Kafka Consumer consumer API operation detailed explanation

1. Preparation

  • Create a maven project on the IDE, add dependencies to the pom file
<!-- https://mvnrepository.com/artifact/org.apache.kafka/kafka-clients -->
<dependency>
    <groupId>org.apache.kafka</groupId>
    <artifactId>kafka-clients</artifactId>
    <version>1.1.1</version>
</dependency>
  • Start zookeeper cluster
bin/zkServer.sh start
  • Start the kafka cluster
bin/kafka-server-start.sh -daemon config/server.properties
  • Kafka cluster opens a producer
bin/kafka-console-producer.sh --broker-list localhost:9092 --topic mydata 

Two, create an ordinary consumer (automatically submit offset)

The reliability of the consumer's data consumption is very easy to ensure, because the data is persistent in Kafka, so there is no need to worry about data loss.

Since the consumer may experience failures such as power outages and downtime during the consumption process, after the consumer recovers, it needs to continue to consume from the location before the failure, so the consumer needs to record in real time which offset it consumes so that it can continue to consume after the failure is restored. Therefore, the maintenance of offset is a problem that Consumers must consider when consuming data

In the code below, this consumption will only record the maximum offset, which is equivalent to not adding --from-beginning on the command line, and the previous data cannot be consumed

import java.util.Collections;
import java.util.Properties;
import org.apache.kafka.clients.consumer.ConsumerRecord;
import org.apache.kafka.clients.consumer.ConsumerRecords;
import org.apache.kafka.clients.consumer.KafkaConsumer;

public class MyConsumer {
    
    
    public static void main(String[] args) {
    
    
        Properties properties = new Properties();

        /* 指定连接kafka集群 */
        properties.put("bootstrap.servers", "centos7-1:9092");

        /* 开启自动提交 */
        properties.put("enable.auto.commit", Boolean.valueOf(true));

        /* 自动提交的延时时间 */
        properties.put("auto.commit.interval.ms", "1000");

        /* key的反序列化 */
        properties.put("key.deserializer", "org.apache.kafka.common.serialization.StringDeserializer");
        /* value的反序列化 */
        properties.put("value.deserializer", "org.apache.kafka.common.serialization.StringDeserializer");

        /* 指定消费者组 */
        properties.put("group.id", "mygroup");

        /* 创建消费者对象 */
        KafkaConsumer<String, String> consumer = new KafkaConsumer(properties);

        /* 订阅的主题,可同时订阅多个 */
        consumer.subscribe(Collections.singletonList("bigdata"));


        while (true) {
    
    
            /* 获取数据,设置拉取数据延迟时间 */
            ConsumerRecords<String, String> consumerRecords = consumer.poll(100);


            for (ConsumerRecord<String, String> consumerRecord : consumerRecords)
            {
    
    
                /* 打印消息的键和值 */
                System.out.println(consumerRecord.key() + "==>" + consumerRecord.value());
            }
        }
    }
}

Run screenshot:
Insert picture description here

Third, how to re-consume the data of a certain topic (automatically submit the offset)

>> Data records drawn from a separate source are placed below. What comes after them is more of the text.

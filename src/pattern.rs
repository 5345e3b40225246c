use crate::universe::{Universe, MIN_LEVEL};
use std::fmt::Write;
use tracing::debug;

/// RLE lines are wrapped at this width.
const RLE_LINE_WIDTH: usize = 70;

/// An inclusive rectangle of cells.
#[derive(Copy, Clone, Debug, Default, PartialEq, Eq, Hash)]
pub struct Bounds {
    pub xmin: i64,
    pub ymin: i64,
    pub xmax: i64,
    pub ymax: i64,
}

impl Bounds {
    pub fn width(&self) -> u64 {
        self.xmax.abs_diff(self.xmin) + 1
    }

    pub fn height(&self) -> u64 {
        self.ymax.abs_diff(self.ymin) + 1
    }

    pub fn contains(&self, x: i64, y: i64) -> bool {
        (self.xmin..=self.xmax).contains(&x) && (self.ymin..=self.ymax).contains(&y)
    }
}

/// The bounding box of the cells given as parallel coordinate lists.
///
/// An empty list yields the all-zero rectangle.
pub fn get_bounds(xs: &[i64], ys: &[i64]) -> Bounds {
    debug_assert_eq!(xs.len(), ys.len(), "Coordinate lists must be parallel.");
    let mut cells = xs.iter().zip(ys);
    match cells.next() {
        None => Bounds::default(),
        Some((&x, &y)) => cells.fold(
            Bounds {
                xmin: x,
                ymin: y,
                xmax: x,
                ymax: y,
            },
            |bounds, (&x, &y)| Bounds {
                xmin: bounds.xmin.min(x),
                ymin: bounds.ymin.min(y),
                xmax: bounds.xmax.max(x),
                ymax: bounds.ymax.max(y),
            },
        ),
    }
}

/// Shifts the cells so that the midpoint of `bounds`, rounded down, lands on
/// the origin.
pub fn center_on_origin(xs: &mut [i64], ys: &mut [i64], bounds: &Bounds) {
    let mx = (bounds.xmin + bounds.xmax).div_euclid(2);
    let my = (bounds.ymin + bounds.ymax).div_euclid(2);
    xs.iter_mut().for_each(|x| *x -= mx);
    ys.iter_mut().for_each(|y| *y -= my);
}

/// Appends a run to an RLE body, merging it with the previous run of the same tag.
fn push_run(runs: &mut Vec<(u64, char)>, count: u64, tag: char) {
    match runs.last_mut() {
        Some((n, last)) if *last == tag => *n += count,
        _ => runs.push((count, tag)),
    }
}

impl Universe {
    /// Replaces the universe with the given live cells, centred on the
    /// origin, and saves the result as a rewind state.
    pub fn load_pattern(&mut self, cells: &[(i64, i64)]) -> &mut Self {
        let (mut xs, mut ys): (Vec<i64>, Vec<i64>) = cells.iter().copied().unzip();
        let bounds = get_bounds(&xs, &ys);
        center_on_origin(&mut xs, &mut ys, &bounds);
        self.root = self.empty_node(MIN_LEVEL);
        for (&x, &y) in xs.iter().zip(&ys) {
            self.set_cell(x, y, true);
        }
        self.generation = 0;
        debug!(cells = cells.len(), level = self.level(), "loaded pattern");
        self.save_state();
        self
    }

    /// The live cells as an RLE pattern, with the active rule in its header.
    pub fn to_rle(&self) -> String {
        let mut header = String::new();
        let Some(bounds) = self.bound() else {
            let _ = write!(header, "x = 0, y = 0, rule = {}\n!", self.rule);
            return header;
        };
        let _ = writeln!(
            header,
            "x = {}, y = {}, rule = {}",
            bounds.width(),
            bounds.height(),
            self.rule
        );

        let mut cells = self.live_cells_in(bounds);
        cells.sort_unstable_by_key(|&(x, y)| (y, x));
        let mut runs = Vec::new();
        let (mut row, mut col) = (bounds.ymin, bounds.xmin);
        for (x, y) in cells {
            if y > row {
                push_run(&mut runs, y.abs_diff(row), '$');
                row = y;
                col = bounds.xmin;
            }
            if x > col {
                push_run(&mut runs, x.abs_diff(col), 'b');
            }
            push_run(&mut runs, 1, 'o');
            col = x + 1;
        }
        push_run(&mut runs, 1, '!');

        let mut body = header;
        let mut line_width = 0;
        for (count, tag) in runs {
            let item = if count == 1 {
                tag.to_string()
            } else {
                format!("{}{}", count, tag)
            };
            if line_width + item.len() > RLE_LINE_WIDTH {
                body.push('\n');
                line_width = 0;
            }
            line_width += item.len();
            body.push_str(&item);
        }
        body
    }
}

You can change a consumer group and reset the offset

/* 指定消费者组 */
properties.put("group.id", "mygroup");

/* 重置消费者的offset */
properties.put("auto.offset.reset","earliest");

The source code of auto.offset.reset is as follows: Either one of the two conditions is satisfied: when the consumer group is changed or the saved data becomes invalid (when the offset is invalid), it will take effect and reset the offset. There are two effective types: the default is the latest offset, which can be modified to the earliest, the earliest offset.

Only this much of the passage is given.